For the records below, print the lines from the line with "filename crates/dirstore_backend/src/lib.rs" through the line with "pub use suffix::SuffixContainer;" exactly as written; include both end lines and exclude the rest.

╔══

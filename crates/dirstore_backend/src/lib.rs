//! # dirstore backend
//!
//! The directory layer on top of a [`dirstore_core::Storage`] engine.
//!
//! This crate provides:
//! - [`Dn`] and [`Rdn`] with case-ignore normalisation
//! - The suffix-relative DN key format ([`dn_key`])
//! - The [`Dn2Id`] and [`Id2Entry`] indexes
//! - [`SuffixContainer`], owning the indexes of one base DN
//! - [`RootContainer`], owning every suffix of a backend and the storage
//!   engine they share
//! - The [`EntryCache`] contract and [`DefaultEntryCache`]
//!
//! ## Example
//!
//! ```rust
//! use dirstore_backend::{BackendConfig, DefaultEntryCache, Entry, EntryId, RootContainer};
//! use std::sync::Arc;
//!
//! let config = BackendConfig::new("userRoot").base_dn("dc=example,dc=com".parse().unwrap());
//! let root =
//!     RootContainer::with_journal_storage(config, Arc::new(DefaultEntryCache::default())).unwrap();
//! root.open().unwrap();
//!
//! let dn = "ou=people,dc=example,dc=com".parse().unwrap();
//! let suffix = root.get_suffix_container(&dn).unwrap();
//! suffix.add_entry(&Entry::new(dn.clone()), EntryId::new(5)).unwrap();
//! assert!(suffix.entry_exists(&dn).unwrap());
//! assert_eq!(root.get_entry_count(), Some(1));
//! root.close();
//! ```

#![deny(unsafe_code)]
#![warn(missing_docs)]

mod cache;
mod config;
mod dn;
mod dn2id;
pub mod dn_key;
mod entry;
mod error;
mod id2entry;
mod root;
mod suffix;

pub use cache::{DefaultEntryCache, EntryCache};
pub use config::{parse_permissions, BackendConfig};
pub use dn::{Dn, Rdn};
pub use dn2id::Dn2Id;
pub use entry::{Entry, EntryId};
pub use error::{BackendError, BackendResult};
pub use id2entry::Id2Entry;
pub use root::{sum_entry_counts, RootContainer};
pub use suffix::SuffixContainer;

╚══
╔══

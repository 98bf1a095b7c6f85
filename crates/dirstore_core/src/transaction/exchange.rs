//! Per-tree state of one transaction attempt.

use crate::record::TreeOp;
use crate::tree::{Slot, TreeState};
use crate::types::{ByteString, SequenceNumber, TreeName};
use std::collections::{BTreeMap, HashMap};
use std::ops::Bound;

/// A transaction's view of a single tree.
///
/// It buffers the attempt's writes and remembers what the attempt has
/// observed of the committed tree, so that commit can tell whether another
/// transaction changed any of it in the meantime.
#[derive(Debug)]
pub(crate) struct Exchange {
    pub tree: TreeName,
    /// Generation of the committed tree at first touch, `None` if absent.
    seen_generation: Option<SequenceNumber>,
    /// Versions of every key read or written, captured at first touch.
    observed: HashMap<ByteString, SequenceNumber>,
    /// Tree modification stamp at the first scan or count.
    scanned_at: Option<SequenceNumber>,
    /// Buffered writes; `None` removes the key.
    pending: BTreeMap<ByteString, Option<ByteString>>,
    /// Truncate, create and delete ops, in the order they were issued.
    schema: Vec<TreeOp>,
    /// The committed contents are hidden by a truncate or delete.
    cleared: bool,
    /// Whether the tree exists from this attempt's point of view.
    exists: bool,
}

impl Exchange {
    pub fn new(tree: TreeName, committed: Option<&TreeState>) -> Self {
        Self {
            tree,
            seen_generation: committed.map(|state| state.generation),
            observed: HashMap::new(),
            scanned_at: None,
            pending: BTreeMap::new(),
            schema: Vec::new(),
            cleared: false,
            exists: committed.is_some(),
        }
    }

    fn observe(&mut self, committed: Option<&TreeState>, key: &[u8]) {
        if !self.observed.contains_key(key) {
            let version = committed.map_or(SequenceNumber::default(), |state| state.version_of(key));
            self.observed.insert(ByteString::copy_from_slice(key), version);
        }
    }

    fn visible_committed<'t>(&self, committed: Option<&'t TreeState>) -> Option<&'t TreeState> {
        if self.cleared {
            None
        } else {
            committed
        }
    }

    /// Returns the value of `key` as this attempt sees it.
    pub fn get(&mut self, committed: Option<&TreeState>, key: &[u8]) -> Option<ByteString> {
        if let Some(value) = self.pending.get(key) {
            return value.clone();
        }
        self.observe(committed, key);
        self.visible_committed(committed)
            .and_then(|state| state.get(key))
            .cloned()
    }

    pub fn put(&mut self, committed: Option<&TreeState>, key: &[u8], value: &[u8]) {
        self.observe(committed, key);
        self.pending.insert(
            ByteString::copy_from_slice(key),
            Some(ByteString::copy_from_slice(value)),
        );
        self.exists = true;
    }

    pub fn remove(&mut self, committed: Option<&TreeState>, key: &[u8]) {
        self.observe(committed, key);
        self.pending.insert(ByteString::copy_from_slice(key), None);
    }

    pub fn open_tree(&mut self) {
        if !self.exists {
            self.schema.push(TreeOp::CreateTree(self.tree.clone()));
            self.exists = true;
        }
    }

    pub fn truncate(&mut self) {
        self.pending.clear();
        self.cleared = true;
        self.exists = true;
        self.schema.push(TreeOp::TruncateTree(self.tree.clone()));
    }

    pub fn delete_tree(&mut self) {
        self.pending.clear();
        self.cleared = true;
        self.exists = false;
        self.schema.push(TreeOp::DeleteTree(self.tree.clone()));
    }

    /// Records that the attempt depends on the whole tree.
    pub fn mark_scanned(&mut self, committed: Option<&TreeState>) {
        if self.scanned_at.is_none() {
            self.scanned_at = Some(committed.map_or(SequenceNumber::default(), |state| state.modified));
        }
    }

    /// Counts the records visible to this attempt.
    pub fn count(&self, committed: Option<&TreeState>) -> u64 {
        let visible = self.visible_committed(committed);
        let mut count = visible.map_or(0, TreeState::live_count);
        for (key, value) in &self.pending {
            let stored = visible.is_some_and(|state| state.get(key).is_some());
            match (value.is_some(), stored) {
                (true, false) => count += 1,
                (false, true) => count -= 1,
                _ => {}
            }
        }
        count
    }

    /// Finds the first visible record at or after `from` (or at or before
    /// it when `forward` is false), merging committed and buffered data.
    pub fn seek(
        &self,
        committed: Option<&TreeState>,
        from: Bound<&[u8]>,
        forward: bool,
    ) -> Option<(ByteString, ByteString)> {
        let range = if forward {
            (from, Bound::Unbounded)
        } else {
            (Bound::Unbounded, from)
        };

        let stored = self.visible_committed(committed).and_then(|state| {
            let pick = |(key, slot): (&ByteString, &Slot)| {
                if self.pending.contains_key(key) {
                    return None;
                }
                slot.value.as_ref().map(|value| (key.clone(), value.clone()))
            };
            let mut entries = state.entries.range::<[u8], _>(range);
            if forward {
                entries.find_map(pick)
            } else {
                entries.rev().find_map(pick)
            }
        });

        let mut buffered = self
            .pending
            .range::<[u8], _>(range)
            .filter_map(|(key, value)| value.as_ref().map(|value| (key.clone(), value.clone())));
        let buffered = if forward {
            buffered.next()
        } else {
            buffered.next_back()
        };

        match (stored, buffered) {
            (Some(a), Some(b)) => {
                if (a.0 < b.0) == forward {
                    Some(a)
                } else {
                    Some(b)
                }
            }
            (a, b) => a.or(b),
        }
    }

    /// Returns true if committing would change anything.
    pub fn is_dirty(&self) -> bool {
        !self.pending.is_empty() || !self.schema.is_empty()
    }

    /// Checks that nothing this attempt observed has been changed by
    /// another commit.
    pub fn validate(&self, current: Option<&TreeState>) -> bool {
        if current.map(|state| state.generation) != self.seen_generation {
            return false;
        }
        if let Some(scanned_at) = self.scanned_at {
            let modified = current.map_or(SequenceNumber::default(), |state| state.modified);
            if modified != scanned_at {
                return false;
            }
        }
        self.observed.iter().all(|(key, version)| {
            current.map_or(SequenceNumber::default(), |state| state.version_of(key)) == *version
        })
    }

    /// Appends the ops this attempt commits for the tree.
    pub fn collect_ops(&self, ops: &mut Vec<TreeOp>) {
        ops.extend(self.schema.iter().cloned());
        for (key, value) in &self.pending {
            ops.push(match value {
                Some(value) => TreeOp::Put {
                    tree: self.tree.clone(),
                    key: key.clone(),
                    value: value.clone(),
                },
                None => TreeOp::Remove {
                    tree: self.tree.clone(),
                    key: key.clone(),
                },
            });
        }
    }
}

╚══

▶ RESULT FOR THIS EXERCISE
filename crates/dirstore_backend/src/lib.rs
//! # dirstore backend
//!
//! The directory layer on top of a [`dirstore_core::Storage`] engine.
//!
//! This crate provides:
//! - [`Dn`] and [`Rdn`] with case-ignore normalisation
//! - The suffix-relative DN key format ([`dn_key`])
//! - The [`Dn2Id`] and [`Id2Entry`] indexes
//! - [`SuffixContainer`], owning the indexes of one base DN
//! - [`RootContainer`], owning every suffix of a backend and the storage
//!   engine they share
//! - The [`EntryCache`] contract and [`DefaultEntryCache`]
//!
//! ## Example
//!
//! ```rust
//! use dirstore_backend::{BackendConfig, DefaultEntryCache, Entry, EntryId, RootContainer};
//! use std::sync::Arc;
//!
//! let config = BackendConfig::new("userRoot").base_dn("dc=example,dc=com".parse().unwrap());
//! let root =
//!     RootContainer::with_journal_storage(config, Arc::new(DefaultEntryCache::default())).unwrap();
//! root.open().unwrap();
//!
//! let dn = "ou=people,dc=example,dc=com".parse().unwrap();
//! let suffix = root.get_suffix_container(&dn).unwrap();
//! suffix.add_entry(&Entry::new(dn.clone()), EntryId::new(5)).unwrap();
//! assert!(suffix.entry_exists(&dn).unwrap());
//! assert_eq!(root.get_entry_count(), Some(1));
//! root.close();
//! ```

#![deny(unsafe_code)]
#![warn(missing_docs)]

mod cache;
mod config;
mod dn;
mod dn2id;
pub mod dn_key;
mod entry;
mod error;
mod id2entry;
mod root;
mod suffix;

pub use cache::{DefaultEntryCache, EntryCache};
pub use config::{parse_permissions, BackendConfig};
pub use dn::{Dn, Rdn};
pub use dn2id::Dn2Id;
pub use entry::{Entry, EntryId};
pub use error::{BackendError, BackendResult};
pub use id2entry::Id2Entry;
pub use root::{sum_entry_counts, RootContainer};
pub use suffix::SuffixContainer;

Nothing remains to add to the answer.